Critics have been few, and rather kind (nothing of substance has been raised).

Now and then a marketing consultant issues a thinly disguised advertisement for their consulting services that tries to have a go at the laws and strategy conclusions in
How Brands Grow. They usually say something like:

“our data confirms that larger market share brands have much higher market penetration BUT our whizz-bang proprietary metric also correlates with market share, and this proves that it drives sales growth, profits, share price, and whether or not you will be promoted to CMO”.

Often some obscure statistical analysis is vaguely mentioned, along with colourful charts, and buzzwords like:
algorithm
machine learning
emotional resonance
neuroscience

And sexy sounding (but meaningless) metrics like:
brand love
growth keys
brand velocity
true commitment
loyalty intensity

All of this should raise warning bells amongst all but the most gullible.

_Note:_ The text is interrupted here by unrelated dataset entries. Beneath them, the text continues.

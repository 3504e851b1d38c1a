use crate::models::CampaignSeed;

pub fn render_index(seeds: &[CampaignSeed]) -> String {
    let options: String = seeds
        .iter()
        .map(|seed| format!(r#"<option value="{}">{}</option>"#, seed.id, seed.name))
        .collect::<Vec<_>>()
        .join("\n          ");
    INDEX_HTML.replace("{{CAMPAIGN_OPTIONS}}", &options)
}

const INDEX_HTML: &str = r#"<!DOCTYPE html>
<html lang="en">
<head>
  <meta charset="UTF-8" />
  <meta name="viewport" content="width=device-width, initial-scale=1.0" />
  <title>Campaign Bid Simulator</title>
  <style>
    @import url('https://fonts.googleapis.com/css2?family=Space+Grotesk:wght@400;500;600&family=Fraunces:wght@600&display=swap');

    :root {
      --bg-1: #f8f3e6;
      --bg-2: #f5d3a7;
      --ink: #2b2a28;
      --accent: #ff6b4a;
      --accent-2: #2f4858;
      --up: #1f9d6b;
      --hold: #c79a1e;
      --down: #d8434e;
      --card: rgba(255, 255, 255, 0.86);
      --shadow: 0 24px 60px rgba(47, 72, 88, 0.18);
    }

    * {
      box-sizing: border-box;
    }

    body {
      margin: 0;
      min-height: 100vh;
      background: radial-gradient(circle at top, var(--bg-2), transparent 60%),
        linear-gradient(135deg, var(--bg-1), #ffe9d4 60%, #f9f2e9 100%);
      color: var(--ink);
      font-family: "Space Grotesk", "Trebuchet MS", sans-serif;
      display: grid;
      place-items: center;
      padding: 32px 18px 48px;
    }

    .app {
      width: min(1080px, 100%);
      background: var(--card);
      backdrop-filter: blur(12px);
      border-radius: 28px;
      box-shadow: var(--shadow);
      padding: 36px;
      display: grid;
      gap: 28px;
    }

    h1 {
      font-family: "Fraunces", "Georgia", serif;
      font-weight: 600;
      font-size: clamp(2rem, 4vw, 2.6rem);
      margin: 0;
    }

    .subtitle {
      margin: 0;
      color: #5f5c57;
    }

    .controls {
      display: flex;
      flex-wrap: wrap;
      gap: 12px;
      align-items: center;
    }

    select, input, textarea {
      font: inherit;
      border-radius: 12px;
      border: 1px solid rgba(47, 72, 88, 0.2);
      padding: 8px 12px;
      background: white;
    }

    textarea {
      width: 100%;
      min-height: 120px;
      font-family: monospace;
      font-size: 0.85rem;
    }

    button {
      appearance: none;
      border: none;
      border-radius: 999px;
      padding: 10px 18px;
      font: inherit;
      font-weight: 600;
      cursor: pointer;
      background: var(--accent-2);
      color: white;
    }

    .panel {
      display: grid;
      grid-template-columns: repeat(auto-fit, minmax(180px, 1fr));
      gap: 16px;
    }

    .stat {
      background: white;
      border-radius: 18px;
      padding: 18px;
      border: 1px solid rgba(47, 72, 88, 0.08);
    }

    .stat .label {
      font-size: 0.8rem;
      text-transform: uppercase;
      letter-spacing: 0.12em;
      color: #8b857d;
    }

    .stat .value {
      font-size: 1.5rem;
      font-weight: 600;
      color: var(--accent-2);
    }

    table {
      width: 100%;
      border-collapse: collapse;
      font-size: 0.85rem;
      background: white;
      border-radius: 18px;
      overflow: hidden;
    }

    th, td {
      padding: 8px 10px;
      text-align: right;
      border-bottom: 1px solid rgba(47, 72, 88, 0.08);
    }

    th:first-child, td:first-child {
      text-align: left;
    }

    tr.forecast td {
      color: var(--accent-2);
    }

    .Scale.Up { color: var(--up); }
    .Hold { color: var(--hold); }
    .Scale.Down { color: var(--down); }

    .status {
      min-height: 1.2em;
      font-size: 0.9rem;
    }

    .status.error {
      color: var(--down);
    }
  </style>
</head>
<body>
  <main class="app">
    <header>
      <h1>Campaign Bid Simulator</h1>
      <p class="subtitle">Twelve weeks of history, twelve weeks of projected cost per outcome.</p>
    </header>

    <section class="controls">
      <select id="campaign">
          {{CAMPAIGN_OPTIONS}}
      </select>
      <select id="metric">
        <option value="cpi">CPI</option>
        <option value="cpa">CPA</option>
        <option value="cprt">CPRT</option>
        <option value="cpft">CPFT</option>
      </select>
      <label>Bid +<input id="bid" type="number" min="5" max="100" step="5" value="20" />%</label>
    </section>

    <section class="panel" id="summary"></section>

    <section>
      <h2>Timeline</h2>
      <table id="timeline"></table>
    </section>

    <section>
      <h2>Network response</h2>
      <table id="network"></table>
    </section>

    <section>
      <h2>Upload weekly data</h2>
      <textarea id="csv" placeholder="week,impressions,clicks,installs,spend,cpi,cvr"></textarea>
      <div class="controls">
        <button id="upload">Use CSV</button>
        <button id="reset">Back to demo data</button>
      </div>
      <p class="status" id="status"></p>
    </section>
  </main>

  <script>
    const $ = (id) => document.getElementById(id);
    const fmt = (n) => n == null ? '—' : Number(n).toLocaleString('en-IN', { maximumFractionDigits: 2 });

    const setStatus = (message, tone) => {
      const el = $('status');
      el.textContent = message;
      el.className = `status ${tone || ''}`;
    };

    const query = () => {
      const params = new URLSearchParams({
        campaign: $('campaign').value,
        metric: $('metric').value,
        bid: $('bid').value,
      });
      return params.toString();
    };

    const getJson = async (path) => {
      const res = await fetch(`${path}?${query()}`);
      if (!res.ok) {
        throw new Error(await res.text());
      }
      return res.json();
    };

    const renderSummary = (s) => {
      const cards = [
        ['Historical avg', fmt(s.historicalAverage)],
        ['Forecast avg', fmt(s.forecastAverage)],
        ['Change', s.deltaPct == null ? '—' : `${s.deltaPct}%`],
        ['Target', fmt(s.target)],
        ['Historical volume', fmt(s.historicalVolume)],
      ];
      $('summary').innerHTML = cards
        .map(([label, value]) => `<div class="stat"><div class="label">${label}</div><div class="value">${value}</div></div>`)
        .join('');
    };

    const renderTimeline = (rows, metric) => {
      const head = '<tr><th>Week</th><th>Month</th><th>Actual</th><th>Optimistic</th><th>Pessimistic</th><th>Baseline</th><th>Bid</th><th>Budget</th><th>Action</th></tr>';
      const body = rows.map((r) => {
        const a = r.actual || {};
        const f = r.forecast || {};
        const m = f[metric] || {};
        return `<tr class="${r.phase}"><td>${r.label}</td><td>${r.month}</td><td>${fmt(a[metric])}</td>` +
          `<td>${fmt(m.optimistic)}</td><td>${fmt(m.pessimistic)}</td><td>${fmt(m.baseline)}</td>` +
          `<td>${fmt(f.recBid)}</td><td>${fmt(f.recBudget)}</td><td class="${f.bidAction || ''}">${f.bidAction || ''}</td></tr>`;
      }).join('');
      $('timeline').innerHTML = head + body;
    };

    const renderNetwork = (rows) => {
      const head = '<tr><th>Network</th><th>Volume</th><th>CVR</th><th>Base</th><th>New</th><th>Δ%</th><th>CPM</th><th>CPC</th><th>Quality</th></tr>';
      const body = rows.map((r) =>
        `<tr><td>${r.network}</td><td>+${r.volumeGainPct}%</td><td>${r.cvrBoostPct}%</td><td>${fmt(r.metricBase)}</td>` +
        `<td>${fmt(r.metricNew)}</td><td>${r.metricDeltaPct}%</td><td>${fmt(r.cpmNew)}</td><td>${fmt(r.cpcNew)}</td><td>${r.qualityScore}</td></tr>`
      ).join('');
      $('network').innerHTML = head + body;
    };

    const refresh = async () => {
      const metric = $('metric').value;
      const [timeline, summary, network] = await Promise.all([
        getJson('/api/timeline'),
        getJson('/api/summary'),
        getJson('/api/network'),
      ]);
      renderTimeline(timeline, metric);
      renderSummary(summary);
      renderNetwork(network);
    };

    $('upload').addEventListener('click', async () => {
      const res = await fetch('/api/upload', { method: 'POST', body: $('csv').value });
      if (!res.ok) {
        setStatus(await res.text(), 'error');
        return;
      }
      const info = await res.json();
      setStatus(`Loaded ${info.rows} weeks (${info.firstWeek} to ${info.lastWeek})`, 'ok');
      refresh().catch((err) => setStatus(err.message, 'error'));
    });

    $('reset').addEventListener('click', async () => {
      await fetch('/api/upload', { method: 'DELETE' });
      setStatus('Using demo data', 'ok');
      refresh().catch((err) => setStatus(err.message, 'error'));
    });

    ['campaign', 'metric', 'bid'].forEach((id) => {
      $(id).addEventListener('change', () => refresh().catch((err) => setStatus(err.message, 'error')));
    });

    refresh().catch((err) => setStatus(err.message, 'error'));
  </script>
</body>
</html>
"#;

Let me explain the common mistakes….

Ehrenberg-Bass say brands grow only by recruiting new customers.
These critics somehow missed the word “double” in Double Jeopardy. Larger brands have higher penetration, and all their loyalty metrics are a bit higher too, including any attitudinal metrics like satisfaction, trust, bonding, you name it.

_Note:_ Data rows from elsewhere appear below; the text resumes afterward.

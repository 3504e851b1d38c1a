use crate::config::Config;
use crate::error::Result;
use crate::models::{CampaignSeed, TargetOverrides, UploadedRow, WeeklyRecord};
use crate::timeline::{build_demo_timeline, build_timeline};
use std::{collections::HashMap, sync::Arc};
use tokio::sync::Mutex;

/// In-memory inputs of the dashboard. Nothing here outlives the process.
#[derive(Debug, Default)]
pub struct Session {
    pub upload: Option<Vec<UploadedRow>>,
    pub targets: TargetOverrides,
    demo_timelines: HashMap<(&'static str, u32), Vec<WeeklyRecord>>,
}

impl Session {
    /// The timeline for the current inputs: the upload when there is one,
    /// otherwise the synthetic timeline for `seed`, generated once per
    /// seed and start month so repeated views stay stable.
    pub fn timeline(&mut self, seed: &'static CampaignSeed, start_month: u32) -> Result<Vec<WeeklyRecord>> {
        if let Some(rows) = &self.upload {
            return build_timeline(rows, &self.targets);
        }

        let timeline = self
            .demo_timelines
            .entry((seed.id, start_month % 12))
            .or_insert_with(|| build_demo_timeline(seed, start_month));
        Ok(timeline.clone())
    }
}

#[derive(Clone)]
pub struct AppState {
    pub config: Config,
    pub session: Arc<Mutex<Session>>,
}

impl AppState {
    pub fn new(config: Config) -> Self {
        Self {
            config,
            session: Arc::new(Mutex::new(Session::default())),
        }
    }
}
//! Scan output formatting
//!
//! - `plain` - streamed text blocks, optionally colored
//! - `json` - a single JSON array written once the walk completes

mod config;
mod json;
mod plain;

pub use config::OutputConfig;
pub use json::JsonFormatter;
pub use plain::{PlainFormatter, SEPARATOR_WIDTH};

Brands with more sales in any time period, are bought by more people in that time period. So if you want to grow you must increase your brand’s penetration. In subscription markets (like home loans, insurance, some medicines) where each buyer has a repertoire of around 1, then penetration growth comes entirely from recruiting new customers to the brand. In repertoire markets penetration growth comes from recruitment and increasing the buying frequency of the many extremely light customers who don’t buy you every period.

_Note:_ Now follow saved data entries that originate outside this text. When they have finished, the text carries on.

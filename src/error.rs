//! Error type for directory scanning

use std::io;
use std::path::PathBuf;
use std::string::FromUtf8Error;

use thiserror::Error;

#[derive(Debug, Error)]
pub enum ScanError {
    #[error("cannot access '{}': No such file or directory", .0.display())]
    RootNotFound(PathBuf),

    #[error("cannot stat '{}': {source}", path.display())]
    Metadata {
        path: PathBuf,
        #[source]
        source: io::Error,
    },

    #[error("cannot read '{}': {source}", path.display())]
    Read {
        path: PathBuf,
        #[source]
        source: io::Error,
    },

    #[error("'{}' is not valid UTF-8 text: {source}", path.display())]
    Decode {
        path: PathBuf,
        #[source]
        source: FromUtf8Error,
    },

    #[error("invalid ignore pattern '{pattern}': {source}")]
    Pattern {
        pattern: String,
        #[source]
        source: glob::PatternError,
    },

    #[error("skipping unreadable entry: {0}")]
    Walk(#[from] ignore::Error),

    #[error("error writing output: {0}")]
    Output(#[from] io::Error),
}

impl ScanError {
    /// Whether this error concerns a single file and may be skipped with `--keep-going`.
    pub fn is_per_file(&self) -> bool {
        matches!(
            self,
            ScanError::Metadata { .. } | ScanError::Read { .. } | ScanError::Decode { .. }
        )
    }
}

pub type Result<T> = std::result::Result<T, ScanError>;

The “double” in Double Jeopardy tells us that some of the sales growth also comes from existing, heavier customers becoming a little more frequent, a little more brand loyal. Also their attitudes towards the brand will improve a bit, as attitudes follow behaviour.

Improved mental and physical availability across the whole market are the main causes of the changes in these metrics. The brand has become easier to buy for many of the buyers in the market, it is more regularly in their eyesight to be chosen, and more regularly present in their subconscious, ready to be recalled at the moment of choice.



A focus on penetration ignores emotional decision making.
This is odd logic. A focus on mental and physical availability explicitly realises that consumers are quick emotional decision makers, who make fast largely unthinking decisions to buy , but who if asked will then rationalise their decision afterwards.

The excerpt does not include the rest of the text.